Pergunta: Acreditais que qualquer passo no caminho da evolução, em
qualquer estágio que seja, que venha a ser enunciado por outrem e não faça
parte de vossa plena consciência, tenha valor, qualquer que seja, ou acreditais
que possamos conhecer qualquer coisa em outra região superior do nosso ser da
qual sejamos inconscientes neste mundo e que este conhecimento embora inconscientemente
nos influencie?
Krishnamurti: Ao subirdes
uma montanha, há muitos estágios, muitos abrigos, muitas cabanas no caminho,
umas belas e complicadas, outras toscas e rudes, outras, cultas e refinadas. A
algumas pessoas há de aprazer o demorarem-se em um abrigo, a outras, em outro.
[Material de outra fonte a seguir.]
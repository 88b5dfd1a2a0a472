use clap::{Parser, Subcommand};
use shroud::cli::{self, CliError, ProcessOptions};
use shroud::processor::Outcome;
use shroud::{to_json, to_json_pretty};
use std::io::{self, Read};
use std::path::PathBuf;
use tracing::info;
use tracing_subscriber::EnvFilter;

#[derive(Parser)]
#[command(name = "shroud")]
#[command(about = "Shroud - rewrite selected string fields of a JSON document")]
#[command(version)]
struct Cli {
    /// Log which keys were applied or skipped (overrides RUST_LOG)
    #[arg(short, long, global = true)]
    verbose: bool,

    #[command(subcommand)]
    command: Commands,
}

#[derive(Subcommand)]
enum Commands {
    /// Rewrite the fields selected by the keys
    Process {
        /// Key selecting fields to rewrite (repeatable)
        #[arg(short, long = "key")]
        keys: Vec<String>,

        /// File with one key per line
        #[arg(long)]
        keys_file: Option<PathBuf>,

        /// JSON input (reads from stdin if not provided)
        #[arg(short, long)]
        input: Option<String>,

        /// Transform to apply to each selected string
        #[arg(short, long, default_value = "mask")]
        strategy: String,

        /// Characters left visible by the mask strategy
        #[arg(long, default_value_t = 0)]
        keep: usize,

        /// Redaction or replacement text
        #[arg(long)]
        with: Option<String>,

        /// Regex for the replace strategy
        #[arg(long)]
        pattern: Option<String>,

        /// Pretty-print the output
        #[arg(short, long)]
        pretty: bool,
    },

    /// Validate keys and show what each one selects
    Check {
        /// Keys to validate
        keys: Vec<String>,
    },

    /// List documentation topics
    Docs,

    /// Show documentation for a specific topic
    Doc {
        /// Topic name (use 'shroud docs' to list topics)
        topic: String,
    },
}

fn init_tracing(verbose: bool) {
    let filter = if verbose {
        EnvFilter::new("shroud=debug")
    } else {
        EnvFilter::try_from_default_env().unwrap_or_else(|_| EnvFilter::new("warn"))
    };
    tracing_subscriber::fmt()
        .with_env_filter(filter)
        .with_writer(io::stderr)
        .init();
}

fn main() {
    let cli = Cli::parse();
    init_tracing(cli.verbose);

    let result = match cli.command {
        Commands::Process {
            keys,
            keys_file,
            input,
            strategy,
            keep,
            with,
            pattern,
            pretty,
        } => read_input(input).and_then(|input| {
            run_process(
                ProcessOptions {
                    keys,
                    keys_file,
                    input,
                    strategy,
                    keep,
                    with,
                    pattern,
                },
                pretty,
            )
        }),
        Commands::Check { keys } => run_check(&keys),
        Commands::Docs => {
            print!("{}", cli::get_docs_overview());
            Ok(())
        }
        Commands::Doc { topic } => cli::get_doc_topic(&topic).map(|content| print!("{}", content)),
    };

    if let Err(e) = result {
        eprintln!("{}", e);
        std::process::exit(e.exit_code());
    }
}

fn read_input(input: Option<String>) -> Result<Option<String>, CliError> {
    match input {
        Some(s) => Ok(Some(s)),
        None if !atty::is(atty::Stream::Stdin) => {
            let mut buffer = String::new();
            io::stdin().read_to_string(&mut buffer)?;
            Ok(Some(buffer))
        }
        None => Ok(None),
    }
}

fn run_process(options: ProcessOptions, pretty: bool) -> Result<(), CliError> {
    let output = cli::execute_process(&options)?;

    for report in &output.reports {
        match &report.outcome {
            Outcome::Applied(count) => info!(key = %report.key, count, "applied"),
            Outcome::Skipped(reason) => info!(key = %report.key, %reason, "skipped"),
        }
    }

    let json = if pretty {
        to_json_pretty(&output.document)
    } else {
        to_json(&output.document)
    };
    println!("{}", json);
    Ok(())
}

fn run_check(keys: &[String]) -> Result<(), CliError> {
    for spec in cli::execute_check(keys)? {
        println!("{}\t{}", spec, cli::describe_key(&spec));
    }
    Ok(())
}
//! CLI support for shroud
//!
//! Provides programmatic access to the `shroud` commands so other tools can
//! embed them without spawning the binary.

mod check;
mod docs;
mod run;

pub use check::{describe_key, execute_check};
pub use docs::{get_doc_topic, get_docs_overview, DocTopic};
pub use run::{execute_process, read_keys_file, ProcessOptions, ProcessOutput};

use std::io;

use thiserror::Error;

use crate::error::{KeyError, ProcessError};
use crate::strategy::StrategyError;

/// Errors that can occur during CLI operations
#[derive(Debug, Error)]
pub enum CliError {
    #[error("Invalid key: {0}")]
    Key(#[from] KeyError),
    #[error("Processing failed: {0}")]
    Process(#[from] ProcessError),
    #[error("Invalid strategy: {0}")]
    Strategy(#[from] StrategyError),
    #[error("Invalid JSON: {0}")]
    Json(#[from] serde_json::Error),
    #[error("IO error: {0}")]
    Io(#[from] io::Error),
    #[error("No input provided. Use --input or pipe JSON to stdin.")]
    NoInput,
    #[error("Unknown topic: '{0}'\nRun 'shroud docs' to see available topics.")]
    UnknownTopic(String),
}

impl CliError {
    /// Process exit code: 2 for malformed requests, 1 for everything else.
    pub fn exit_code(&self) -> i32 {
        match self {
            CliError::Key(_) | CliError::Strategy(_) | CliError::UnknownTopic(_) => 2,
            CliError::Process(e) if e.is_bad_request() => 2,
            _ => 1,
        }
    }
}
Eu, porém, somente me preocupo em atingir o cimo da montanha. Não digais: Então
isto não tem valor, aquilo outro não tem valor, isto, aquilo não tem
significação? Todos vós interpretais o que eu digo de conformidade com os
vossos preconceitos. Uns, que acreditam em uma coisa, hão de dizer: Sim, ele
admite o que eu mantenho ser a verdade. Outros que acreditam em coisas
diferentes, hão de dizer: Ele não crê. Não, meus amigos, quer um quer outro,
estarão errados. Assim como a montanha límpida e calma exposta ao ar da manhã
não se preocupa com as sombras do vale, assim também a verdade está para além
de todas as sombras. Vós contemplais o cimo da montanha através as nuvens de
vossos preconceitos, através a vossa dependência de autoridades. Digo-vos que
se quiserdes entender a verdade e atingir essa felicidade que provém da
compreensão da verdade, que é preenchimento da vida, não vos deveis deixar
colher pelas sombras que se estendem através a face da montanha.